Hide Forgot
Created attachment 1229787 [details] patch for partial fix to pmGetInDomArchive Description of problem: replaying pcp archives containing metrics with large indoms (e.g. proc) has severe scalability problems in the default interpolated replay mode. Switching to uninterpolated mode (e.g. pmrep -u and pmiostat -u) avoids this but you loose the advantages of interp mode. In the repro example below, interp mode with the same sampling interval as the native recording is O(100) times slower and is basically unusable - it replays at "go and have a cup of tea per step" speed. Version-Release number of selected component (if applicable): pcp-3.11.7-1 How reproducible: easily. Note the test archive is ~ 158MB (avoid soggy noodle downloads) and contains no customer data so this BZ can be shared with the PCP upstream community. Steps to Reproduce: 1. # wget -O- http://people.redhat.com/~mgoodwin/pcp/archives/goody.tgz | tar xzvf - 2. # time pmrep -z -p -f%c -a goody -t2m -i "016079.*|012976.*|016073.*|016077.*" proc.psinfo.stime >/dev/null 3. # time pmrep -z -p -f%c -a goody -u -i "016079.*|012976.*|016073.*|016077.*" proc.psinfo.stime >/dev/null Actual results: Interp mode : real 18m11.026s user 17m11.077s sys 0m50.562s Non-interp mode: real 0m13.090s user 0m11.950s sys 0m0.550s Expected results: interp mode has extra work to do obviously, but shouldn't be 100x slower. Additional info: The 'goody' archives have default PCP metrics plus per-process (atop-proc config) data recorded with 2 mins samples. The repro recipe extracts 4 instances out of ~ 250 for one proc metric. The replay performance is even worse if you request more than one metric, especially if you want different instances from the same indom. The issue isn't just limited to pmrep - this is in libpcp. pcp-atop replay is especially affected. I have a patch that fixes part of the issue - the O(N^2) nested loop in pmGetInDomArchive() becomes O(2N) using a hash table for the inner loop searches when a large indom is detected. But that's definitely not the whole fix. I'll attach the patch anyway.

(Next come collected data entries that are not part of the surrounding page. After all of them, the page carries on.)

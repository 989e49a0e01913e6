use crate::service::ServiceRestMetadata;
use async_trait::async_trait;
use http::StatusCode;
use parking_lot::Mutex;
use std::collections::HashMap;
use std::sync::atomic::{AtomicUsize, Ordering};

#[derive(thiserror::Error, Debug)]
pub enum StoreError {
    #[error("metadata backend request failed: {0}")]
    Transport(#[from] reqwest::Error),
    #[error("metadata backend returned unexpected status: {0}")]
    UnexpectedStatus(StatusCode),
}

/// Config/registry channel carrying published REST metadata, keyed by
/// application name.
#[async_trait]
pub trait MetadataStore: Send + Sync {
    /// One-shot push of an application's accumulated REST metadata.
    async fn publish_service_rest_metadata(
        &self,
        application: &str,
        metadata: &[ServiceRestMetadata],
    ) -> Result<(), StoreError>;

    /// Fetch an application's published REST metadata. An application that
    /// never published anything is an empty result, not an error.
    async fn get_service_rest_metadata(
        &self,
        application: &str,
    ) -> Result<Vec<ServiceRestMetadata>, StoreError>;
}

/// Store backed by an HTTP config service. Documents are JSON arrays of
/// [`ServiceRestMetadata`], addressed by application name under the base URL.
pub struct HttpMetadataStore {
    client: reqwest::Client,
    base_url: String,
}

impl HttpMetadataStore {
    pub fn new(base_url: impl Into<String>) -> Self {
        let base_url = base_url.into().trim_end_matches('/').to_string();
        HttpMetadataStore {
            client: reqwest::Client::new(),
            base_url,
        }
    }

    fn document_url(&self, application: &str) -> String {
        format!("{}/{}", self.base_url, application)
    }
}

#[async_trait]
impl MetadataStore for HttpMetadataStore {
    async fn publish_service_rest_metadata(
        &self,
        application: &str,
        metadata: &[ServiceRestMetadata],
    ) -> Result<(), StoreError> {
        let response = self
            .client
            .put(self.document_url(application))
            .json(&metadata)
            .send()
            .await?;

        if !response.status().is_success() {
            return Err(StoreError::UnexpectedStatus(response.status()));
        }
        Ok(())
    }

    async fn get_service_rest_metadata(
        &self,
        application: &str,
    ) -> Result<Vec<ServiceRestMetadata>, StoreError> {
        let response = self
            .client
            .get(self.document_url(application))
            .send()
            .await?;

        match response.status() {
            StatusCode::OK => Ok(response.json().await?),
            StatusCode::NOT_FOUND => Ok(Vec::new()),
            status => Err(StoreError::UnexpectedStatus(status)),
        }
    }
}

/// Process-local store for tests and single-process setups. Tracks how many
/// fetches each caller performed so re-fetch behavior can be observed.
#[derive(Default)]
pub struct InMemoryMetadataStore {
    documents: Mutex<HashMap<String, Vec<ServiceRestMetadata>>>,
    fetches: AtomicUsize,
}

impl InMemoryMetadataStore {
    pub fn new() -> Self {
        Self::default()
    }

    pub fn fetch_count(&self) -> usize {
        self.fetches.load(Ordering::Relaxed)
    }
}

#[async_trait]
impl MetadataStore for InMemoryMetadataStore {
    async fn publish_service_rest_metadata(
        &self,
        application: &str,
        metadata: &[ServiceRestMetadata],
    ) -> Result<(), StoreError> {
        self.documents
            .lock()
            .insert(application.to_string(), metadata.to_vec());
        Ok(())
    }

    async fn get_service_rest_metadata(
        &self,
        application: &str,
    ) -> Result<Vec<ServiceRestMetadata>, StoreError> {
        self.fetches.fetch_add(1, Ordering::Relaxed);
        Ok(self
            .documents
            .lock()
            .get(application)
            .cloned()
            .unwrap_or_default())
    }
}
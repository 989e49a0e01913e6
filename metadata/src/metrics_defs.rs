//! Metrics definitions for metadata resolution.

use shared::metrics_defs::{MetricDef, MetricType};

pub const MATCH_EXACT: MetricDef = MetricDef {
    name: "metadata.match.exact",
    metric_type: MetricType::Counter,
    description: "Requests resolved by the exact structural lookup",
};

pub const MATCH_FUZZY: MetricDef = MetricDef {
    name: "metadata.match.fuzzy",
    metric_type: MetricType::Counter,
    description: "Requests resolved by the ordered fuzzy scan",
};

pub const MATCH_MISS: MetricDef = MetricDef {
    name: "metadata.match.miss",
    metric_type: MetricType::Counter,
    description: "Requests that matched no registered operation",
};

pub const ALL_METRICS: &[MetricDef] = &[MATCH_EXACT, MATCH_FUZZY, MATCH_MISS];
//! Common types for metrics definitions.
//!
//! Each crate declares its metrics as `MetricDef` consts in a `metrics_defs`
//! module and registers them once at startup so the exporter sees every
//! series with its description.

#[derive(Debug, Clone, Copy, PartialEq, Eq)]
pub enum MetricType {
    Counter,
    Gauge,
    Histogram,
}

#[derive(Debug, Clone, Copy)]
pub struct MetricDef {
    pub name: &'static str,
    pub metric_type: MetricType,
    pub description: &'static str,
}

/// Describe every metric to the installed recorder.
pub fn register_all(defs: &[MetricDef]) {
    for def in defs {
        match def.metric_type {
            MetricType::Counter => metrics::describe_counter!(def.name, def.description),
            MetricType::Gauge => metrics::describe_gauge!(def.name, def.description),
            MetricType::Histogram => metrics::describe_histogram!(def.name, def.description),
        }
    }
}

#[macro_export]
macro_rules! counter {
    ($def:expr) => {
        metrics::counter!($def.name)
    };
}

#[macro_export]
macro_rules! gauge {
    ($def:expr) => {
        metrics::gauge!($def.name)
    };
}

#[macro_export]
macro_rules! histogram {
    ($def:expr) => {
        metrics::histogram!($def.name)
    };
}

Work is ongoing on the branch at git://git.pcp.io/brolley/pcp interp-performance The test case now runs in 25% of the original time on my system. This does not include Makr's patch, which I would like to rework somewhat.
Dave, I built your interp-performance branch and ran before/after tests : -- current 3.11.8 -- $ time pmrep -z -p -f%c -a goody -t2m -i "016079.*|012976.*|016073.*|016077.*" proc.psinfo.stime >/dev/null real 16m0.684s user 15m20.125s sys 0m37.509s -- build and install Dave's interp-performance branch -- $ time pmrep -z -p -f%c -a goody -t2m -i "016079.*|012976.*|016073.*|016077.*" proc.psinfo.stime >/dev/null real 5m3.948s user 4m26.105s sys 0m36.891s So that's a substantial 3X improvement! I also ran qa -g sanity and it passed. I also compared the output for both cases and they're identical. THis must be close to being ready for review and merge, or should we wait off? Thanks -- Mark
Hey Mark, I have a couple of more things I want to try and I also want to rework your initial patch a bit to get it in.
Current work now merged upstream. Will appear in release 3.11.8.
Verified with build pcp-3.8.11-5.el7, using reproducers provided in comments. The actual time on my boxes varies a bit but is basically in line with expected state - between 5 to 7 minutes for interp mode (20 to 50 seconds for non-interp mode) vs. 25+ minutes with unfixed pcp build.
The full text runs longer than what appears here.